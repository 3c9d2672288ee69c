//! Embedding gateway trait and local implementations

use crate::config::{EmbedConfig, ProviderKind};
use crate::error::{EmbedError, Result};
use crate::openai::OpenAiEmbedProvider;
use async_trait::async_trait;
use fnv::FnvHasher;
use std::hash::Hasher;
use std::sync::Arc;
use std::time::Duration;

/// Result of embedding generation
#[derive(Debug, Clone, PartialEq)]
pub struct EmbeddingResult {
    /// The generated embeddings, one per input text, in input order
    pub embeddings: Vec<Vec<f32>>,
    /// The dimension of each embedding vector
    pub dimension: usize,
}

impl EmbeddingResult {
    /// Create a new embedding result.
    ///
    /// The dimension is inferred from the first embedding vector. If the
    /// embeddings vector is empty, dimension defaults to 0.
    pub fn new(embeddings: Vec<Vec<f32>>) -> Self {
        let dimension = embeddings.first().map(|e| e.len()).unwrap_or(0);
        Self {
            embeddings,
            dimension,
        }
    }

    /// Returns the number of embedding vectors in this result.
    pub fn len(&self) -> usize {
        self.embeddings.len()
    }

    /// Returns `true` if this result contains no embedding vectors.
    pub fn is_empty(&self) -> bool {
        self.embeddings.is_empty()
    }

    /// Fail unless there is exactly one vector per input text.
    pub fn ensure_len(self, expected: usize) -> Result<Self> {
        if self.embeddings.len() != expected {
            return Err(EmbedError::BatchMismatch {
                expected,
                actual: self.embeddings.len(),
            });
        }
        Ok(self)
    }
}

/// Batch text-to-vector function.
///
/// On success the result holds one vector per input text, in input order. On
/// failure the whole batch fails with a single error.
#[async_trait]
pub trait EmbeddingGateway: Send + Sync {
    /// Generate embeddings for multiple texts (batch processing)
    async fn embed_texts(&self, texts: &[String]) -> Result<EmbeddingResult>;

    /// Generate the embedding for a single text
    async fn embed_text(&self, text: &str) -> Result<Vec<f32>> {
        let result = self.embed_texts(&[text.to_string()]).await?.ensure_len(1)?;
        result
            .embeddings
            .into_iter()
            .next()
            .ok_or_else(|| EmbedError::malformed("No embedding generated for text"))
    }

    /// Dimension of produced vectors, when known ahead of the first call
    fn embedding_dimension(&self) -> Option<usize>;

    /// Get the name/identifier of this gateway
    fn provider_name(&self) -> &str;
}

#[async_trait]
impl<T: EmbeddingGateway + ?Sized> EmbeddingGateway for Arc<T> {
    async fn embed_texts(&self, texts: &[String]) -> Result<EmbeddingResult> {
        (**self).embed_texts(texts).await
    }

    async fn embed_text(&self, text: &str) -> Result<Vec<f32>> {
        (**self).embed_text(text).await
    }

    fn embedding_dimension(&self) -> Option<usize> {
        (**self).embedding_dimension()
    }

    fn provider_name(&self) -> &str {
        (**self).provider_name()
    }
}

/// Build the gateway described by a config, wrapped in a deadline when one is set.
pub fn create_gateway(config: &EmbedConfig) -> Result<Arc<dyn EmbeddingGateway>> {
    config.validate()?;
    let gateway: Arc<dyn EmbeddingGateway> = match config.provider {
        ProviderKind::Hashing => Arc::new(HashingEmbedProvider::from_config(config)?),
        ProviderKind::OpenAi => Arc::new(OpenAiEmbedProvider::new(config.clone())?),
    };
    tracing::info!(
        "Created embedding gateway: {} (model {})",
        gateway.provider_name(),
        config.model_name
    );
    Ok(match config.timeout() {
        Some(timeout) => Arc::new(TimeoutGateway::new(gateway, timeout)),
        None => gateway,
    })
}

/// Deterministic local embeddings by feature hashing.
///
/// Each lower-cased word and each adjacent word pair is hashed with FNV into one
/// of `dimension` buckets with a hash-derived sign. Texts sharing vocabulary end
/// up close under cosine distance. There is no model to load and no network
/// access, which makes this provider the default for offline use and tests.
#[derive(Debug, Clone)]
pub struct HashingEmbedProvider {
    dimension: usize,
    normalize: bool,
}

impl HashingEmbedProvider {
    pub fn new(dimension: usize) -> Self {
        Self {
            dimension: dimension.max(1),
            normalize: true,
        }
    }

    pub fn from_config(config: &EmbedConfig) -> Result<Self> {
        let dimension = config
            .dimension
            .ok_or_else(|| EmbedError::invalid_config("hashing provider needs a dimension"))?;
        if dimension == 0 {
            return Err(EmbedError::invalid_config("dimension must be at least 1"));
        }
        Ok(Self {
            dimension,
            normalize: config.normalize,
        })
    }

    fn embed_one(&self, text: &str) -> Vec<f32> {
        let mut vector = vec![0.0f32; self.dimension];
        let words: Vec<String> = text
            .split(|c: char| !c.is_alphanumeric() && c != '\'')
            .filter(|w| !w.is_empty())
            .map(|w| w.to_lowercase())
            .collect();

        for word in &words {
            self.add_feature(&mut vector, word.as_bytes(), 1.0);
        }
        for pair in words.windows(2) {
            let feature = format!("{} {}", pair[0], pair[1]);
            self.add_feature(&mut vector, feature.as_bytes(), 0.5);
        }

        if self.normalize {
            let norm = vector.iter().map(|x| x * x).sum::<f32>().sqrt();
            if norm > 0.0 {
                for value in &mut vector {
                    *value /= norm;
                }
            }
        }
        vector
    }

    fn add_feature(&self, vector: &mut [f32], feature: &[u8], weight: f32) {
        let mut hasher = FnvHasher::default();
        hasher.write(feature);
        let hash = hasher.finish();
        let bucket = (hash % self.dimension as u64) as usize;
        let sign = if hash >> 63 == 0 { 1.0 } else { -1.0 };
        vector[bucket] += sign * weight;
    }
}

#[async_trait]
impl EmbeddingGateway for HashingEmbedProvider {
    async fn embed_texts(&self, texts: &[String]) -> Result<EmbeddingResult> {
        tracing::debug!("Hashing embeddings for {} texts", texts.len());
        let embeddings = texts.iter().map(|t| self.embed_one(t)).collect();
        Ok(EmbeddingResult {
            embeddings,
            dimension: self.dimension,
        })
    }

    fn embedding_dimension(&self) -> Option<usize> {
        Some(self.dimension)
    }

    fn provider_name(&self) -> &str {
        "hashing"
    }
}

/// Applies a deadline to every call of an inner gateway.
///
/// An elapsed deadline is reported as [`EmbedError::Timeout`]; whatever the inner
/// call had produced so far is dropped.
pub struct TimeoutGateway<G: ?Sized> {
    inner: Arc<G>,
    timeout: Duration,
}

impl<G: EmbeddingGateway + ?Sized> TimeoutGateway<G> {
    pub fn new(inner: Arc<G>, timeout: Duration) -> Self {
        Self { inner, timeout }
    }

    pub fn timeout(&self) -> Duration {
        self.timeout
    }
}

#[async_trait]
impl<G: EmbeddingGateway + ?Sized> EmbeddingGateway for TimeoutGateway<G> {
    async fn embed_texts(&self, texts: &[String]) -> Result<EmbeddingResult> {
        match tokio::time::timeout(self.timeout, self.inner.embed_texts(texts)).await {
            Ok(result) => result,
            Err(_) => {
                tracing::warn!(
                    "Embedding gateway {} timed out after {:?} ({} texts)",
                    self.inner.provider_name(),
                    self.timeout,
                    texts.len()
                );
                Err(EmbedError::Timeout {
                    timeout: self.timeout,
                })
            }
        }
    }

    fn embedding_dimension(&self) -> Option<usize> {
        self.inner.embedding_dimension()
    }

    fn provider_name(&self) -> &str {
        self.inner.provider_name()
    }
}
//! Demonstration of semantic scene search over a small screenplay
//!
//! Indexes the script once, asks a few questions, then shows that an unchanged
//! script is not re-indexed and a repeated question is answered from the cache.

use anyhow::Result;
use scribe_ai_context::DocumentSnapshot;
use scribe_ai_retriever::RetrieverConfig;

const SCRIPT: &str = "\
EXT. HARBOUR - NIGHT

Rain lashes the pier. The weather turns the sea black and the boats strain at their ropes.

MARA
This weather will sink us all.

INT. TAVERN - NIGHT

Candles gutter. Fishermen hunch over tankards of ale.

ODA
Nobody sails tonight. Another round.

EXT. MARKET SQUARE - DAY

Stalls of bread, cheese and copper pots. Children chase a loose goat between the carts.
";

#[tokio::main]
async fn main() -> Result<()> {
    tracing_subscriber::fmt()
        .with_max_level(tracing::Level::INFO)
        .init();

    let snapshot = DocumentSnapshot::from_screenplay_text(SCRIPT);
    let registry = RetrieverConfig::default().build_registry().await?;
    let context = registry.context("harbour")?;

    let status = context.ensure_up_to_date(&snapshot).await?;
    println!("Indexed {} scenes ({:?})\n", status.chunk_count, status.outcome);

    for query in ["bad weather at sea", "drinking in the tavern", "a goat"] {
        println!("Query: {query}");
        for result in context.retrieve(query, 2).await? {
            println!(
                "  {:.3}  Scene {}: {}",
                result.similarity,
                result.metadata.sequence_number,
                result.metadata.heading.as_deref().unwrap_or("(untitled)")
            );
        }
        println!();
    }

    let again = context.ensure_up_to_date(&snapshot).await?;
    println!("Second refresh: {:?}", again.outcome);

    let bundle = context
        .retrieve_context(&snapshot, "bad weather at sea", 2, 400)
        .await;
    println!("\n[{}]\n{}", bundle.status, bundle.text);

    println!("\n{}", context.report().await);
    Ok(())
}
//! # scribe-ai-embed
//!
//! Embedding gateways for the scribe-ai workspace: a single async trait that turns
//! a batch of texts into vectors, plus the implementations the retriever can be
//! configured with.
//!
//! ## Gateways
//!
//! - [`HashingEmbedProvider`]: deterministic local feature hashing. No model files,
//!   no network. The default.
//! - [`OpenAiEmbedProvider`]: any OpenAI-compatible `/embeddings` endpoint.
//! - [`TimeoutGateway`]: wraps another gateway and fails calls that exceed a deadline.
//!
//! ## Quick Start
//!
//! ```
//! use scribe_ai_embed::{EmbedConfig, EmbeddingGateway, create_gateway};
//!
//! # async fn example() -> scribe_ai_embed::Result<()> {
//! let gateway = create_gateway(&EmbedConfig::hashing(128))?;
//!
//! let texts = vec!["INT. KITCHEN - NIGHT".to_string(), "Rain on the glass.".to_string()];
//! let result = gateway.embed_texts(&texts).await?;
//!
//! assert_eq!(result.len(), 2);
//! assert_eq!(result.dimension, 128);
//! # Ok(())
//! # }
//! ```
//!
//! ## Error Handling
//!
//! All operations return [`Result<T>`] using the crate's [`EmbedError`] type. A batch
//! either succeeds completely, with one vector per input in input order, or fails
//! with a single error.

pub mod config;
pub mod error;
pub mod openai;
pub mod provider;

// Re-export main types for easy access
pub use config::{EmbedConfig, EmbedConfigBuilder, ProviderKind};
pub use error::{EmbedError, Result};
pub use openai::OpenAiEmbedProvider;
pub use provider::{
    EmbeddingGateway, EmbeddingResult, HashingEmbedProvider, TimeoutGateway, create_gateway,
};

+ + + + + + +

TASK INSTRUCTIONS: Every line from the data above that contains "again" must appear in the answer.

TASK OUTPUT:
    let again = context.ensure_up_to_date(&snapshot).await?;
    println!("Second refresh: {:?}", again.outcome);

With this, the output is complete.